-- Opening Marker --

use indicatif::{ProgressBar, ProgressStyle};
use picto_core::ProgressReporter;
use std::sync::{Mutex, MutexGuard, PoisonError};
use std::time::Duration;

const TICKS: &str = "⠋⠙⠹⠸⠼⠴⠦⠧⠇⠏";

/// CLI progress reporter using indicatif.
///
/// - Scan phase: spinner (unknown total files upfront)
/// - Hash and classify phases: progress bars
pub struct CliReporter {
    bar: Mutex<Option<ProgressBar>>,
}

impl CliReporter {
    pub fn new() -> Self {
        Self {
            bar: Mutex::new(None),
        }
    }

    fn slot(&self) -> MutexGuard<'_, Option<ProgressBar>> {
        self.bar.lock().unwrap_or_else(PoisonError::into_inner)
    }

    fn set_bar(&self, pb: ProgressBar) {
        let mut guard = self.slot();
        if let Some(old) = guard.take() {
            old.finish_and_clear();
        }
        *guard = Some(pb);
    }

    fn finish_bar(&self) {
        if let Some(pb) = self.slot().take() {
            pb.finish_and_clear();
        }
    }

    fn spinner(message: &'static str) -> ProgressBar {
        let pb = ProgressBar::new_spinner();
        if let Ok(style) = ProgressStyle::with_template("{spinner:.cyan} {msg}") {
            pb.set_style(style.tick_chars(TICKS));
        }
        pb.set_message(message);
        pb.enable_steady_tick(Duration::from_millis(80));
        pb
    }

    fn counter(label: &str, total: usize) -> ProgressBar {
        let pb = ProgressBar::new(total as u64);
        let template = format!(
            "  {{spinner:.cyan}} {} [{{bar:30.cyan/dim}}] {{pos}}/{{len}} files ({{eta}} remaining)",
            label
        );
        if let Ok(style) = ProgressStyle::with_template(&template) {
            pb.set_style(style.progress_chars("━╸─").tick_chars(TICKS));
        }
        pb.enable_steady_tick(Duration::from_millis(80));
        pb
    }

    fn set_position(&self, position: usize) {
        if let Some(pb) = self.slot().as_ref() {
            pb.set_position(position as u64);
        }
    }
}

impl ProgressReporter for CliReporter {
    fn on_scan_start(&self) {
        self.set_bar(Self::spinner("Scanning files..."));
    }

    fn on_scan_progress(&self, files_found: usize, _current_path: &str) {
        if let Some(pb) = self.slot().as_ref() {
            pb.set_message(format!("Scanning... {} files found", files_found));
        }
    }

    fn on_scan_complete(&self, total_files: usize, duration_secs: f64) {
        self.finish_bar();
        eprintln!(
            "  \x1b[32m✓\x1b[0m Scan complete: {} media files in {:.2}s",
            total_files, duration_secs
        );
    }

    fn on_hash_start(&self, total_files: usize) {
        self.set_bar(Self::counter("Hashing", total_files));
    }

    fn on_hash_progress(&self, files_hashed: usize, _total_files: usize) {
        self.set_position(files_hashed);
    }

    fn on_hash_complete(&self, hashed: usize, duration_secs: f64) {
        self.finish_bar();
        eprintln!(
            "  \x1b[32m✓\x1b[0m Hash complete: {} files in {:.2}s",
            hashed, duration_secs
        );
    }

    fn on_classify_start(&self, pending: usize) {
        self.set_bar(Self::counter("Classifying", pending));
    }

    fn on_classify_progress(&self, classified: usize, _pending: usize) {
        self.set_position(classified);
    }

    fn on_classify_complete(&self, classified: usize, failed: usize, duration_secs: f64) {
        self.finish_bar();
        eprintln!(
            "  \x1b[32m✓\x1b[0m Classification complete: {} classified, {} failed in {:.2}s",
            classified, failed, duration_secs
        );
    }

    fn on_prune_complete(&self, media: usize, classes: usize) {
        if media > 0 || classes > 0 {
            eprintln!(
                "  \x1b[32m✓\x1b[0m Pruned {} missing files and {} unused classes",
                media, classes
            );
        }
    }
}
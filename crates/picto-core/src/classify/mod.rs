//! Bridge between the sync engine and an external object detector.
//!
//! The engine only sees [`Classifier`]. [`DetectionClassifier`] builds one
//! from a [`Detector`] (the model) and a [`FrameSource`] (decoding).

pub mod detector;
pub mod frames;

use std::collections::BTreeSet;
use std::path::Path;
use thiserror::Error;
use tracing::debug;

use crate::storage::models::FileType;
use crate::storage::Database;

pub use detector::{BoundingBox, Detection, DetectionClassifier, Detector};
pub use frames::{Frame, FrameSource, ImageFrameSource};

#[derive(Error, Debug)]
pub enum ClassifyError {
    #[error("IO error: {0}")]
    Io(#[from] std::io::Error),

    #[error("Could not decode {path}: {reason}")]
    Decode { path: String, reason: String },

    #[error("Unsupported media: {0}")]
    Unsupported(String),

    #[error("Detector failed: {0}")]
    Detector(String),
}

/// Produces the set of labels found in a media file. An empty set is a
/// valid answer, not an error.
pub trait Classifier: Send + Sync {
    fn classify(
        &self,
        path: &Path,
        file_type: FileType,
    ) -> Result<BTreeSet<String>, ClassifyError>;
}

/// Store labels for a media row: insert-or-get each class, insert-or-ignore
/// each tag. Repeating the call for the same labels changes nothing.
pub fn persist_labels(
    db: &Database,
    media_id: i64,
    labels: &BTreeSet<String>,
) -> rusqlite::Result<usize> {
    let added = db.link_classes(media_id, labels)?;
    debug!("Media {}: {} labels, {} new tags", media_id, labels.len(), added);
    Ok(added)
}
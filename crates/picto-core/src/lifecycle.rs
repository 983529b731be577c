//! Visibility state machine.
//!
//! ```text
//!   Hidden <--hide/unhide--> Active <--trash/restore--> Trashed --delete--> (gone)
//! ```
//!
//! Every batch transition is a single UPDATE restricted to rows in the source
//! state. Paths that are unknown or in another state are skipped.

use serde::Serialize;
use std::collections::HashSet;
use std::fs;
use std::io;
use tracing::{info, warn};

use crate::error::Error;
use crate::storage::models::Visibility;
use crate::storage::Database;

#[derive(Debug, Clone, Copy, PartialEq, Eq)]
pub enum Transition {
    Hide,
    Unhide,
    Trash,
    Restore,
}

impl Transition {
    pub fn from_state(&self) -> Visibility {
        match self {
            Transition::Hide | Transition::Trash => Visibility::Active,
            Transition::Unhide => Visibility::Hidden,
            Transition::Restore => Visibility::Trashed,
        }
    }

    pub fn to_state(&self) -> Visibility {
        match self {
            Transition::Hide => Visibility::Hidden,
            Transition::Trash => Visibility::Trashed,
            Transition::Unhide | Transition::Restore => Visibility::Active,
        }
    }
}

#[derive(Debug, Clone, Copy, Default, PartialEq, Eq, Serialize)]
pub struct TransitionReport {
    pub requested: usize,
    pub applied: usize,
}

#[derive(Debug, Clone, Default, PartialEq, Eq, Serialize)]
pub struct DeleteReport {
    pub requested: usize,
    /// Paths whose file and row are both gone.
    pub deleted: Vec<String>,
    /// Paths that were not in the trash.
    pub skipped: usize,
    /// Paths whose file could not be removed; their rows stay trashed.
    pub unlink_failures: Vec<(String, String)>,
}

pub fn apply(
    db: &Database,
    transition: Transition,
    paths: &[String],
) -> Result<TransitionReport, Error> {
    let applied = db.set_visibility(paths, transition.from_state(), transition.to_state())?;
    info!(
        "{:?}: {} of {} paths moved to {}",
        transition,
        applied,
        paths.len(),
        transition.to_state()
    );
    Ok(TransitionReport {
        requested: paths.len(),
        applied,
    })
}

pub fn hide(db: &Database, paths: &[String]) -> Result<TransitionReport, Error> {
    apply(db, Transition::Hide, paths)
}

pub fn unhide(db: &Database, paths: &[String]) -> Result<TransitionReport, Error> {
    apply(db, Transition::Unhide, paths)
}

pub fn trash(db: &Database, paths: &[String]) -> Result<TransitionReport, Error> {
    apply(db, Transition::Trash, paths)
}

pub fn restore(db: &Database, paths: &[String]) -> Result<TransitionReport, Error> {
    apply(db, Transition::Restore, paths)
}

/// Apply `transition` to every media in its source state tagged with any of
/// `classes`.
pub fn apply_by_class(
    db: &Database,
    transition: Transition,
    classes: &[String],
) -> Result<TransitionReport, Error> {
    let paths = db.paths_by_classes(classes, transition.from_state())?;
    apply(db, transition, &paths)
}

pub fn hide_by_class(db: &Database, classes: &[String]) -> Result<TransitionReport, Error> {
    apply_by_class(db, Transition::Hide, classes)
}

pub fn unhide_by_class(db: &Database, classes: &[String]) -> Result<TransitionReport, Error> {
    apply_by_class(db, Transition::Unhide, classes)
}

pub fn trash_by_class(db: &Database, classes: &[String]) -> Result<TransitionReport, Error> {
    apply_by_class(db, Transition::Trash, classes)
}

/// Permanently delete trashed media: unlink each file, then remove the rows
/// of every path whose file is gone in one statement.
///
/// Best effort per path. A file that cannot be removed is reported and its
/// row stays in the trash; the rest of the batch still goes through.
pub fn delete(db: &Database, paths: &[String]) -> Result<DeleteReport, Error> {
    let trashed = db.paths_in_state(paths, Visibility::Trashed)?;
    let distinct: HashSet<&String> = paths.iter().collect();
    let mut report = DeleteReport {
        requested: paths.len(),
        skipped: distinct.len().saturating_sub(trashed.len()),
        ..DeleteReport::default()
    };

    let mut removed = Vec::with_capacity(trashed.len());
    for path in trashed {
        match fs::remove_file(&path) {
            Ok(()) => removed.push(path),
            Err(e) if e.kind() == io::ErrorKind::NotFound => removed.push(path),
            Err(e) => {
                warn!("Could not remove {}: {}", path, e);
                report.unlink_failures.push((path, e.to_string()));
            }
        }
    }

    let tx = db.transaction()?;
    db.delete_media_by_paths(&removed)?;
    db.prune_orphan_classes()?;
    tx.commit()?;

    info!(
        "Deleted {} of {} requested paths ({} unlink failures)",
        removed.len(),
        report.requested,
        report.unlink_failures.len()
    );
    report.deleted = removed;
    Ok(report)
}

/// Permanently delete every trashed media tagged with any of `classes`.
pub fn delete_by_class(db: &Database, classes: &[String]) -> Result<DeleteReport, Error> {
    let paths = db.paths_by_classes(classes, Visibility::Trashed)?;
    delete(db, &paths)
}
use std::fs;
use std::path::Path;
use std::sync::{Arc, Mutex, MutexGuard, PoisonError};

use crate::classify::Classifier;
use crate::config::AppConfig;
use crate::coordinator::{SyncAttempt, SyncCoordinator};
use crate::engine::{SyncEngine, SyncReport};
use crate::error::Error;
use crate::lifecycle::{self, DeleteReport, Transition, TransitionReport};
use crate::progress::{ProgressReporter, SilentReporter};
use crate::storage::grouping::Groups;
use crate::storage::models::{FileType, Media, MediaInfo, StoreStats, Visibility};
use crate::storage::Database;

/// Entry point for a front end: one media library backed by one database.
///
/// Mutations (sync and visibility changes) go through a single writer lock.
/// Reads open their own connection and see the last committed state.
pub struct Library {
    engine: SyncEngine,
    coordinator: SyncCoordinator,
    writer: Mutex<()>,
}

impl Library {
    pub fn new(config: AppConfig) -> Self {
        Self {
            engine: SyncEngine::new(config),
            coordinator: SyncCoordinator::new(),
            writer: Mutex::new(()),
        }
    }

    pub fn with_classifier(mut self, classifier: Arc<dyn Classifier>) -> Self {
        self.engine = self.engine.with_classifier(classifier);
        self
    }

    pub fn config(&self) -> &AppConfig {
        self.engine.config()
    }

    pub fn has_classifier(&self) -> bool {
        self.engine.has_classifier()
    }

    pub fn coordinator(&self) -> &SyncCoordinator {
        &self.coordinator
    }

    /// Open the library database, creating its directory on first use.
    pub fn open_db(&self) -> Result<Database, Error> {
        let db_path = &self.config().db_path;
        if let Some(parent) = Path::new(db_path).parent() {
            if !parent.as_os_str().is_empty() {
                fs::create_dir_all(parent)?;
            }
        }
        Ok(Database::open(db_path)?)
    }

    /// Sync now, or wait for the sync already running and share its report.
    pub fn sync(&self, reporter: &dyn ProgressReporter) -> Result<SyncReport, Error> {
        self.coordinator.run(|| self.sync_locked(reporter))
    }

    /// Sync unless one is already running. Returns `None` when another
    /// caller's sync is in flight.
    pub fn refresh(&self) -> Result<Option<SyncReport>, Error> {
        match self.coordinator.try_run(|| self.sync_locked(&SilentReporter))? {
            SyncAttempt::Completed(report) => Ok(Some(report)),
            SyncAttempt::InFlight => Ok(None),
        }
    }

    fn sync_locked(&self, reporter: &dyn ProgressReporter) -> Result<SyncReport, Error> {
        let _writer = self.write_lock();
        let db = self.open_db()?;
        let report = self.engine.sync_database(&db, reporter)?;
        db.close()?;
        Ok(report)
    }

    fn write_lock(&self) -> MutexGuard<'_, ()> {
        self.writer.lock().unwrap_or_else(PoisonError::into_inner)
    }

    // ── Queries ──────────────────────────────────────────────────

    pub fn group_by_class(
        &self,
        visibility: Visibility,
        file_type: Option<FileType>,
    ) -> Result<Groups, Error> {
        self.read(|db| db.group_by_class(visibility, file_type))
    }

    pub fn group_by_directory(
        &self,
        visibility: Visibility,
        file_type: Option<FileType>,
    ) -> Result<Groups, Error> {
        self.read(|db| db.group_by_directory(visibility, file_type))
    }

    pub fn unlinked_media(&self) -> Result<Vec<Media>, Error> {
        self.read(|db| db.unlinked_media())
    }

    pub fn media_info(&self, path: &str) -> Result<Option<MediaInfo>, Error> {
        self.read(|db| db.media_info(path))
    }

    pub fn stats(&self) -> Result<StoreStats, Error> {
        self.read(|db| db.stats())
    }

    fn read<T, F>(&self, query: F) -> Result<T, Error>
    where
        F: FnOnce(&Database) -> rusqlite::Result<T>,
    {
        let db = self.open_db()?;
        let result = query(&db)?;
        db.close()?;
        Ok(result)
    }

    // ── Visibility ───────────────────────────────────────────────

    pub fn transition(
        &self,
        transition: Transition,
        paths: &[String],
    ) -> Result<TransitionReport, Error> {
        self.write(|db| lifecycle::apply(db, transition, paths))
    }

    pub fn transition_by_class(
        &self,
        transition: Transition,
        classes: &[String],
    ) -> Result<TransitionReport, Error> {
        self.write(|db| lifecycle::apply_by_class(db, transition, classes))
    }

    pub fn delete(&self, paths: &[String]) -> Result<DeleteReport, Error> {
        self.write(|db| lifecycle::delete(db, paths))
    }

    pub fn delete_by_class(&self, classes: &[String]) -> Result<DeleteReport, Error> {
        self.write(|db| lifecycle::delete_by_class(db, classes))
    }

    fn write<T, F>(&self, mutation: F) -> Result<T, Error>
    where
        F: FnOnce(&Database) -> Result<T, Error>,
    {
        let _writer = self.write_lock();
        let db = self.open_db()?;
        let result = mutation(&db)?;
        db.close()?;
        Ok(result)
    }
}
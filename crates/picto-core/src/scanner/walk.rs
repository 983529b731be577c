use glob::Pattern;
use std::collections::HashSet;
use std::path::{Path, PathBuf};
use tracing::{error, warn};
use walkdir::{DirEntry, WalkDir};

use crate::config::AppConfig;
use crate::storage::models::FileType;

/// A media file found on disk.
#[derive(Debug, Clone, PartialEq, Eq)]
pub struct ScannedMedia {
    pub path: PathBuf,
    pub file_type: FileType,
    pub directory: PathBuf,
}

/// Extension allowlists plus glob ignore patterns.
#[derive(Debug, Clone, Default)]
pub struct MediaFilter {
    image_extensions: HashSet<String>,
    video_extensions: HashSet<String>,
    ignore_patterns: Vec<Pattern>,
}

impl MediaFilter {
    pub fn new(
        image_extensions: &[String],
        video_extensions: &[String],
        ignore_globs: &[String],
    ) -> Self {
        let normalize = |exts: &[String]| -> HashSet<String> {
            exts.iter()
                .map(|e| e.trim_start_matches('.').to_ascii_lowercase())
                .collect()
        };

        let ignore_patterns = ignore_globs
            .iter()
            .filter_map(|glob| match Pattern::new(glob) {
                Ok(p) => Some(p),
                Err(e) => {
                    error!("Invalid glob pattern '{}': {}", glob, e);
                    None
                }
            })
            .collect();

        Self {
            image_extensions: normalize(image_extensions),
            video_extensions: normalize(video_extensions),
            ignore_patterns,
        }
    }

    pub fn from_config(config: &AppConfig) -> Self {
        Self::new(
            &config.image_extensions,
            &config.video_extensions,
            &config.ignore_patterns,
        )
    }

    /// Classify a path by extension, case-insensitively.
    pub fn file_type(&self, path: &Path) -> Option<FileType> {
        let ext = path.extension()?.to_str()?.to_ascii_lowercase();
        if self.image_extensions.contains(&ext) {
            Some(FileType::Image)
        } else if self.video_extensions.contains(&ext) {
            Some(FileType::Video)
        } else {
            None
        }
    }

    fn is_ignored(&self, path: &Path) -> bool {
        self.ignore_patterns
            .iter()
            .any(|pattern| pattern.matches_path(path))
    }
}

/// Lazy walk over the media under a root. Consumed once.
pub struct MediaWalk {
    inner: Box<dyn Iterator<Item = walkdir::Result<DirEntry>> + Send>,
    filter: MediaFilter,
}

/// Walk `root` recursively, yielding every regular file whose extension is on
/// the allowlist. Directories whose name starts with `.` are never entered.
/// Symbolic links are not followed. Siblings are visited in file name order.
pub fn scan_media(root: &Path, filter: MediaFilter) -> MediaWalk {
    let prune = filter.clone();
    let inner = WalkDir::new(root)
        .follow_links(false)
        .sort_by_file_name()
        .into_iter()
        .filter_entry(move |entry| !should_skip(entry, &prune));

    MediaWalk {
        inner: Box::new(inner),
        filter,
    }
}

fn should_skip(entry: &DirEntry, filter: &MediaFilter) -> bool {
    if entry.depth() > 0 && entry.file_type().is_dir() && is_hidden(entry) {
        return true;
    }
    filter.is_ignored(entry.path())
}

fn is_hidden(entry: &DirEntry) -> bool {
    entry
        .file_name()
        .to_str()
        .map(|name| name.starts_with('.'))
        .unwrap_or(false)
}

impl Iterator for MediaWalk {
    type Item = ScannedMedia;

    fn next(&mut self) -> Option<Self::Item> {
        loop {
            let entry = match self.inner.next()? {
                Ok(entry) => entry,
                Err(err) => {
                    let at = err
                        .path()
                        .map(|p| p.display().to_string())
                        .unwrap_or_default();
                    warn!("Skipping unreadable entry {}: {}", at, err);
                    continue;
                }
            };

            if !entry.file_type().is_file() {
                continue;
            }

            let path = entry.path();
            if let Some(file_type) = self.filter.file_type(path) {
                let directory = path.parent().map(Path::to_path_buf).unwrap_or_default();
                return Some(ScannedMedia {
                    path: entry.into_path(),
                    file_type,
                    directory,
                });
            }
        }
    }
}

-- Closing Marker --

◆ **Your assignment**:
Please copy all lines of the listing in which the string "each" occurs.

◆ **Response area**:
/// Store labels for a media row: insert-or-get each class, insert-or-ignore
/// each tag. Repeating the call for the same labels changes nothing.
/// Permanently delete trashed media: unlink each file, then remove the rows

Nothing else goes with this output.